No es entonces que la vida no valga nada, como cantaba Pablo Milanés: es que las muertes valen mucho. Esa es la milonga de la actualidad. Así, cualquier proyecto que busque ingresar al presente y ponerse a conversar con él (desde una revista de actualidad hasta una acción política en redes sociales) cree tener que presentar carnet de funebrero dispuesto al sepelio de algunos y no de otros. Antes, debería preguntarse también por qué estaba afuera del presente y cómo quiere intervenir en él.

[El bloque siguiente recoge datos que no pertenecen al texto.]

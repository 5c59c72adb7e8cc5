//! `md2adf jira issues` command implementation.

use clap::{Args, ValueEnum};
use md2adf_jira::IssueFilter;

use super::JiraContext;
use super::format::issue_lines;
use crate::error::CliError;

/// Issue list filters.
#[derive(Clone, Copy, ValueEnum)]
enum FilterArg {
    /// Assigned to me.
    Mine,
    /// Not done or closed.
    Open,
    /// Updated in the last 7 days.
    Recent,
    /// Use --jql.
    Custom,
}

/// Arguments for the jira issues command.
#[derive(Args)]
pub(crate) struct IssuesArgs {
    /// Which issues to list.
    #[arg(long, value_enum, default_value_t = FilterArg::Mine)]
    filter: FilterArg,

    /// JQL for the custom filter (project scope is added automatically).
    #[arg(long)]
    jql: Option<String>,

    /// Maximum number of issues.
    #[arg(short, long, default_value_t = 20)]
    limit: u32,
}

impl IssuesArgs {
    pub(crate) fn execute(self, ctx: &JiraContext) -> Result<(), CliError> {
        let output = &ctx.output;
        let project = ctx.project()?;

        let filter = match self.filter {
            FilterArg::Mine => IssueFilter::Mine,
            FilterArg::Open => IssueFilter::Open,
            FilterArg::Recent => IssueFilter::Recent,
            FilterArg::Custom => IssueFilter::Custom(self.jql.clone()),
        };
        if self.jql.is_some() && !matches!(filter, IssueFilter::Custom(_)) {
            output.warning("--jql is only used with --filter custom");
        }

        let result = ctx
            .client
            .search_issues(&filter.jql(&project.project_key), self.limit)?;

        if result.issues.is_empty() {
            output.info("No issues found.");
            return Ok(());
        }

        output.highlight(&format!(
            "Found {} issues (showing {}):",
            result.total,
            result.issues.len()
        ));
        for issue in &result.issues {
            output.separator();
            for line in issue_lines(issue) {
                output.data(&line)?;
            }
        }
        Ok(())
    }
}
//! Typed document tree produced by [`convert`](crate::convert).

/// Converted document: block nodes in source line order.
#[derive(Debug, Clone, Default, PartialEq, Eq)]
pub struct Document {
    /// Top-level blocks.
    pub blocks: Vec<Block>,
}

impl Document {
    /// Returns `true` if the document contains no blocks.
    pub fn is_empty(&self) -> bool {
        self.blocks.is_empty()
    }

    /// Iterate over all tables in the document.
    pub fn tables(&self) -> impl Iterator<Item = &Table> {
        self.blocks.iter().filter_map(|block| match block {
            Block::Table(table) => Some(table),
            _ => None,
        })
    }
}

/// Top-level structural unit of a document.
#[derive(Debug, Clone, PartialEq, Eq)]
pub enum Block {
    /// Heading with level 1-6.
    Heading {
        /// Number of leading `#` characters.
        level: u8,
        /// Heading text.
        content: Vec<Inline>,
    },
    /// Single line of text.
    Paragraph(Vec<Inline>),
    /// Run of `-` or `*` marked lines.
    BulletList(Vec<ListItem>),
    /// Run of `1.` style marked lines. Source numbering is discarded.
    OrderedList(Vec<ListItem>),
    /// Fenced code, kept verbatim.
    CodeBlock {
        /// Text after the opening fence, if any.
        language: Option<String>,
        /// Lines between the fences joined with `\n`.
        text: String,
    },
    /// Pipe table with a header row and at least one data row.
    Table(Table),
}

/// List entry; rendered as a single paragraph.
#[derive(Debug, Clone, Default, PartialEq, Eq)]
pub struct ListItem {
    /// Item text with the list marker stripped.
    pub content: Vec<Inline>,
}

/// Pipe table.
///
/// The first row is always the header row. Every data row has exactly as
/// many cells as the header.
#[derive(Debug, Clone, Default, PartialEq, Eq)]
pub struct Table {
    /// Header row followed by data rows.
    pub rows: Vec<TableRow>,
}

/// Header/value pairs of a single data row, in column order.
pub type Record = Vec<(String, String)>;

impl Table {
    /// Header row, if the table has any rows.
    pub fn header(&self) -> Option<&TableRow> {
        self.rows.first()
    }

    /// Data rows (everything after the header).
    pub fn data_rows(&self) -> &[TableRow] {
        self.rows.get(1..).unwrap_or_default()
    }

    /// Header names as plain text.
    pub fn headers(&self) -> Vec<String> {
        self.header()
            .map(|row| row.cells.iter().map(TableCell::plain_text).collect())
            .unwrap_or_default()
    }

    /// Data rows keyed by header name.
    ///
    /// ```
    /// use md2adf_converter::{Block, convert};
    ///
    /// let document = convert("| Name | Role |\n| Ada | **admin** |");
    /// let Block::Table(table) = &document.blocks[0] else { unreachable!() };
    /// assert_eq!(
    ///     table.records(),
    ///     vec![vec![
    ///         ("Name".to_owned(), "Ada".to_owned()),
    ///         ("Role".to_owned(), "admin".to_owned()),
    ///     ]]
    /// );
    /// ```
    pub fn records(&self) -> Vec<Record> {
        let headers = self.headers();
        self.data_rows()
            .iter()
            .map(|row| {
                headers
                    .iter()
                    .cloned()
                    .zip(row.cells.iter().map(TableCell::plain_text))
                    .collect()
            })
            .collect()
    }
}

/// Table row.
#[derive(Debug, Clone, Default, PartialEq, Eq)]
pub struct TableRow {
    /// Cells in column order.
    pub cells: Vec<TableCell>,
}

/// Table cell.
#[derive(Debug, Clone, PartialEq, Eq)]
pub struct TableCell {
    /// Header or body cell.
    pub kind: CellKind,
    /// Cell text.
    pub content: Vec<Inline>,
}

impl TableCell {
    /// Cell text without marks.
    pub fn plain_text(&self) -> String {
        plain_text(&self.content)
    }
}

/// Whether a cell belongs to the header row.
#[derive(Debug, Clone, Copy, PartialEq, Eq)]
pub enum CellKind {
    Header,
    Body,
}

/// Text run carrying at most one style mark.
///
/// Marks do not nest: bold and italic together is not representable.
#[derive(Debug, Clone, PartialEq, Eq)]
pub struct Inline {
    /// Literal text, delimiters stripped.
    pub text: String,
    /// Style mark, if any.
    pub mark: Option<Mark>,
}

impl Inline {
    /// Unmarked text run.
    pub fn plain(text: impl Into<String>) -> Self {
        Self {
            text: text.into(),
            mark: None,
        }
    }

    /// Marked text run.
    pub fn marked(text: impl Into<String>, mark: Mark) -> Self {
        Self {
            text: text.into(),
            mark: Some(mark),
        }
    }
}

/// Style annotation attached to an inline run.
#[derive(Debug, Clone, PartialEq, Eq)]
pub enum Mark {
    /// `**text**`
    Bold,
    /// `*text*`
    Italic,
    /// `` `text` ``
    Code,
    /// `[text](href)`
    Link {
        /// Link target.
        href: String,
    },
}

/// Concatenate inline runs into plain text.
pub fn plain_text(content: &[Inline]) -> String {
    content.iter().map(|inline| inline.text.as_str()).collect()
}
//! `md2adf jira comment` command implementation.

use std::path::PathBuf;

use clap::Args;
use md2adf_converter::convert;

use super::JiraContext;
use crate::error::CliError;
use crate::input::read_text;

/// Arguments for the jira comment command.
#[derive(Args)]
pub(crate) struct CommentArgs {
    /// Issue key.
    key: String,

    /// Markdown file with the comment (default: stdin).
    file: Option<PathBuf>,
}

impl CommentArgs {
    pub(crate) fn execute(self, ctx: &JiraContext) -> Result<(), CliError> {
        let body = convert(&read_text(self.file.as_deref())?);
        if body.is_empty() {
            return Err(CliError::Validation("comment is empty".to_owned()));
        }

        let comment = ctx.client.add_comment(&self.key, &body)?;
        ctx.output
            .success(&format!("Added comment {} to {}", comment.id, self.key));
        Ok(())
    }
}
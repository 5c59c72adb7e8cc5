//! Table extraction from storage-format content.
//!
//! Each table becomes a list of records keyed by header text. Header cells
//! come from a `<th>` row, or from the first row when no `<th>` precedes it.
//! Tables without data rows are omitted.

use std::sync::LazyLock;

use md2adf_converter::Record;
use regex::Regex;
use serde::Serialize;
use serde::ser::Serializer;

static TABLE: LazyLock<Regex> =
    LazyLock::new(|| Regex::new(r"(?is)<table[^>]*>(.*?)</table>").unwrap());

static ROW: LazyLock<Regex> = LazyLock::new(|| Regex::new(r"(?is)<tr[^>]*>(.*?)</tr>").unwrap());

static HEADER_CELL: LazyLock<Regex> =
    LazyLock::new(|| Regex::new(r"(?is)<th[^>]*>(.*?)</th>").unwrap());

static DATA_CELL: LazyLock<Regex> =
    LazyLock::new(|| Regex::new(r"(?is)<td[^>]*>(.*?)</td>").unwrap());

static LINE_BREAK: LazyLock<Regex> = LazyLock::new(|| Regex::new(r"(?i)<br\s*/?>").unwrap());

static TAG: LazyLock<Regex> = LazyLock::new(|| Regex::new(r"<[^>]+>").unwrap());

static WHITESPACE: LazyLock<Regex> = LazyLock::new(|| Regex::new(r"\s+").unwrap());

/// Tables of one page, serialized as `{pageId, pageTitle, tables}` with
/// records as JSON objects in header order.
#[derive(Debug, Clone, Serialize)]
#[serde(rename_all = "camelCase")]
pub struct PageTables {
    /// Page ID.
    pub page_id: String,
    /// Page title.
    pub page_title: String,
    /// Extracted tables.
    #[serde(serialize_with = "serialize_tables")]
    pub tables: Vec<Vec<Record>>,
}

/// Extract all tables with at least one data row.
pub fn extract_tables(storage: &str) -> Vec<Vec<Record>> {
    TABLE
        .captures_iter(storage)
        .map(|caps| extract_records(&caps[1]))
        .filter(|records| !records.is_empty())
        .collect()
}

fn extract_records(table: &str) -> Vec<Record> {
    let mut headers: Vec<String> = Vec::new();
    let mut records = Vec::new();
    let mut first_row = true;

    for row in ROW.captures_iter(table) {
        let row = &row[1];

        if HEADER_CELL.is_match(row) {
            headers.extend(cell_texts(&HEADER_CELL, row));
            first_row = false;
            continue;
        }

        let cells = cell_texts(&DATA_CELL, row);
        if headers.is_empty() && first_row && !cells.is_empty() {
            headers = cells;
            first_row = false;
            continue;
        }
        first_row = false;

        if !headers.is_empty() && cells.iter().any(|cell| !cell.is_empty()) {
            records.push(record(&headers, &cells));
        }
    }

    records
}

fn cell_texts(pattern: &Regex, row: &str) -> Vec<String> {
    pattern
        .captures_iter(row)
        .map(|caps| storage_text(&caps[1]))
        .collect()
}

/// Pair headers with cells; a repeated header keeps its first position and
/// takes the later value.
fn record(headers: &[String], cells: &[String]) -> Record {
    let mut record: Record = Vec::with_capacity(headers.len());
    for (i, header) in headers.iter().enumerate() {
        let value = cells.get(i).cloned().unwrap_or_default();
        match record.iter_mut().find(|(name, _)| name == header) {
            Some(existing) => existing.1 = value,
            None => record.push((header.clone(), value)),
        }
    }
    record
}

/// Plain text of a storage-format fragment.
///
/// Line breaks become newlines before whitespace is collapsed, so they end
/// up as single spaces, as do all other whitespace runs.
pub fn storage_text(fragment: &str) -> String {
    let text = LINE_BREAK.replace_all(fragment, "\n");
    let text = TAG.replace_all(&text, "");
    let text = text
        .replace("&nbsp;", " ")
        .replace("&amp;", "&")
        .replace("&lt;", "<")
        .replace("&gt;", ">")
        .replace("&quot;", "\"");
    WHITESPACE.replace_all(&text, " ").trim().to_owned()
}

fn serialize_tables<S: Serializer>(tables: &[Vec<Record>], serializer: S) -> Result<S::Ok, S::Error> {
    serializer.collect_seq(tables.iter().map(|records| {
        records.iter().map(RecordObject).collect::<Vec<_>>()
    }))
}

/// A record as a JSON object in header order.
struct RecordObject<'a>(&'a Record);

impl Serialize for RecordObject<'_> {
    fn serialize<S: Serializer>(&self, serializer: S) -> Result<S::Ok, S::Error> {
        serializer.collect_map(self.0.iter().map(|(k, v)| (k, v)))
    }
}

#[cfg(test)]
mod tests {
    use super::*;
    use pretty_assertions::assert_eq;

    fn pairs(items: &[(&str, &str)]) -> Record {
        items
            .iter()
            .map(|(k, v)| ((*k).to_owned(), (*v).to_owned()))
            .collect()
    }

    #[test]
    fn test_th_header_row() {
        let storage = "<table><tbody>\
            <tr><th>Service</th><th>Owner</th></tr>\
            <tr><td>api</td><td><p>Ada</p></td></tr>\
            </tbody></table>";
        assert_eq!(
            extract_tables(storage),
            vec![vec![pairs(&[("Service", "api"), ("Owner", "Ada")])]]
        );
    }

    #[test]
    fn test_first_td_row_is_header() {
        let storage = "<table><tr><td>Key</td><td>Value</td></tr>\
            <tr><td>a</td></tr></table>";
        assert_eq!(
            extract_tables(storage),
            vec![vec![pairs(&[("Key", "a"), ("Value", "")])]]
        );
    }

    #[test]
    fn test_empty_rows_and_header_only_tables_skipped() {
        let storage = "<table><tr><th>A</th></tr><tr><td> </td></tr></table>\
            <table><tr><th>B</th></tr><tr><td>x</td></tr></table>";
        assert_eq!(extract_tables(storage), vec![vec![pairs(&[("B", "x")])]]);
    }

    #[test]
    fn test_storage_text() {
        assert_eq!(
            storage_text("<p>a&nbsp;&amp;<br/>b  &lt;c&gt; &quot;d&quot;</p>"),
            "a & b <c> \"d\""
        );
    }

    #[test]
    fn test_duplicate_header_takes_last_value() {
        assert_eq!(
            record(
                &["A".to_owned(), "A".to_owned()],
                &["1".to_owned(), "2".to_owned()]
            ),
            pairs(&[("A", "2")])
        );
    }

    #[test]
    fn test_page_tables_json_keeps_header_order() {
        let tables = PageTables {
            page_id: "1".to_owned(),
            page_title: "T".to_owned(),
            tables: vec![vec![pairs(&[("Zeta", "z"), ("Alpha", "a")])]],
        };
        assert_eq!(
            serde_json::to_string(&tables).unwrap(),
            r#"{"pageId":"1","pageTitle":"T","tables":[[{"Zeta":"z","Alpha":"a"}]]}"#
        );
    }
}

Secuestrados por el hiperrealismo como género definitivo, los clamores en contra del horror tuiterizan sus imágenes. Los objetos que asoman en una protesta contra la represión policial, a vuelo de cuervo, terminan peligrosamente emparentados con los bebitos hechos de cartapesta que itineraron hasta hace meses por todo el territorio. ¿Qué le ocurrió a la historia de las imágenes que un acontecimiento de poderosísima expresivisidad como “El siluetazo” de septiembre de 1983 es impensable hoy? En aquellos días, los artistas visuales Rodolfo Aguerreberry, Julio Flores y Guillermo Kessel imaginaron con Madres de Plaza de Mayo siluetas alegóricas a los detenidos-desaparecidos. No hace falta describir el devenir de esa imagen y su sofisticada eficacia. Claro, no existían los teléfonos celulares con cámaras.
En palabras de la teórica Judith Butler, defender a les siempre indefendibles implica ser agresivo en la no violencia y afirmarse en la denuncia. Los correlatos iconográficos de esta propuesta -agresividad con calma- difícilmente puedan alojarse en una historia de Instagram desde el lugar de los hechos. El derrumbe simbólico es tal que espectacularizar la muerte es también ya sinónimo de hacerla serie de Netflix. Todo va a parar a la figuración y toda figuración es ahora literal.
En la década de 1870, una fotografía de cráneos de bisonte en Estados Unidos documentó la matanza de millones de indios. Matar a animales fue el puntapié de un genocidio contra los indios de las Llanuras. Cabezas de animales en representación de cuerpos humanos. Ninguna muerte importa más que las otras pero para la energía misteriosa de la historia, la foto de la montaña de restos de búfalos alcanza para graficar el exterminio indígena. No por sustitución. Por fuerza.